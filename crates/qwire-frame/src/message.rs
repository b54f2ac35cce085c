use std::fmt::Debug;

use bytes::BytesMut;

/// A protocol message that can carry itself through a frame body.
///
/// Implementations come from the protocol catalog, not from this crate.
/// The framing core only calls these three capabilities and never looks
/// inside the tag.
pub trait Message {
    /// Correlation identifier the higher-level protocol uses to pair
    /// requests with responses.
    type Tag: Copy + Debug;

    /// Error produced when a body cannot be encoded or decoded.
    type Error: std::error::Error + Send + Sync + 'static;

    /// Append the encoded body (header excluded) to `dst`.
    fn encode_body(&self, dst: &mut BytesMut) -> Result<(), Self::Error>;

    /// Populate `self` from a complete body.
    ///
    /// `self` is a freshly constructed empty instance from the registry.
    fn decode_body(&mut self, src: &[u8]) -> Result<(), Self::Error>;

    /// The message's correlation tag.
    fn tag(&self) -> Self::Tag;
}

* * * * * * *

**WHAT NEEDS TO BE DONE**: Your task is to extract the lines running from the one with "message's correlation tag." to the end of the material, inclusive, copying each exactly and adding nothing.

**EXERCISE SOLUTION**:
    /// The message's correlation tag.
    fn tag(&self) -> Self::Tag;
}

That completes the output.